Empty strings in a dictionary are represented by a “!”.

4.3.2.Development of translation laws

As shown in the translation diagram of the system in Figure 4.2, the translation system needs to use three sets of rules related to different jobs: attribute detection, phrase translation, structure transformation. The following is a detailed description of the typical rules and the context-free grammar that generates the rule.

In the rules, the symbols W1, W2, W3 represent words, D1, D2, D3 indicate the sequence of connection names that belong to the left or right list of a certain type.

Attribute detection rule

Attributes here are the information that needs to be stored for each word in order to transform it into the proper form, for example, plural nouns, tenses, verb forms, pronoun persons, comparative construction types. (equal comparison, superior comparison, first-order comparison). Here are some examples of attribute detection rules.

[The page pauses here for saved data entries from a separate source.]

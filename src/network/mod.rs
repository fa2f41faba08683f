// Copyright 2025 jonefeewang@gmail.com
//
// Licensed under the Apache License, Version 2.0 (the "License");
// you may not use this file except in compliance with the License.
// You may obtain a copy of the License at
//
//     http://www.apache.org/licenses/LICENSE-2.0
//
// Unless required by applicable law or agreed to in writing, software
// distributed under the License is distributed on an "AS IS" BASIS,
// WITHOUT WARRANTIES OR CONDITIONS OF ANY KIND, either express or implied.
// See the License for the specific language governing permissions and
// limitations under the License.

//! Network Module Implementation
//!
//! Everything between the raw socket bytes and the application handler.
//!
//! # Architecture
//!
//! - `Frame`, `FrameReader`, `FrameWriter`: the decoded unit and the codec
//!   contract every wire format implements
//! - `FilterChain`: ordered frame transformations that may veto a frame
//! - `Protocol`: a named reader/writer pair plus its input and output chains,
//!   built per connection from a `ProtocolRegistry`
//! - `Comm`: per-connection send/receive with separate read and write locks
//!   and an atomic protocol switch
//! - `Connection`: the request loop driving a `Handler`, including the
//!   before/after-response switch strategy
//! - `websocket`: RFC 6455 framing and the upgrade handshake

pub use comm::Comm;
pub use connection::{
    Connection, ConnectionContext, ConnectionTimeouts, Handler, HandlerFactory, ShutdownHandle,
    SwitchInstruction, SwitchTiming,
};
pub use filter::{Filter, FilterChain};
pub use frame::{Frame, FrameReader, FrameWriter, LengthPrefixedReader, LengthPrefixedWriter};
pub use protocol::{Protocol, ProtocolFactory, ProtocolRegistry, ProtocolSet};
pub use text_codec::{LineReader, LineWriter, RawTextReader, RawTextWriter};

mod comm;
mod connection;
mod filter;
mod frame;
mod protocol;
mod text_codec;
pub mod websocket;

  • Rules for detecting plural properties of nouns. Based on the DpNt connection of the plural adjectives “thes”, “thes”, and the “majority” it is possible to add the value PLURAL to the attribute of the noun associated with them:

W1(D1)(DpNt) W2(DpNt)(D2)

→ W1’W2’(number = PLURAL) (4.1)

  • The law of detecting verb tenses. The tenses of verbs are shown by links with adverbs of tense. The past tense is represented by the links RpVt, RpVs, future tense RfVt, RfVs, continuous RcVt, RcVc, perfect RhVt, RhVc. Links of the past or future tense that appear in the analysis will be treated according to the rules that determine the tense attribute for verbs. With more complex tenses such as continuous or perfect tenses, not only the verb form changes but also other words such as “to be”, “to have”, so the attribute is evaluated as a property. form calculation.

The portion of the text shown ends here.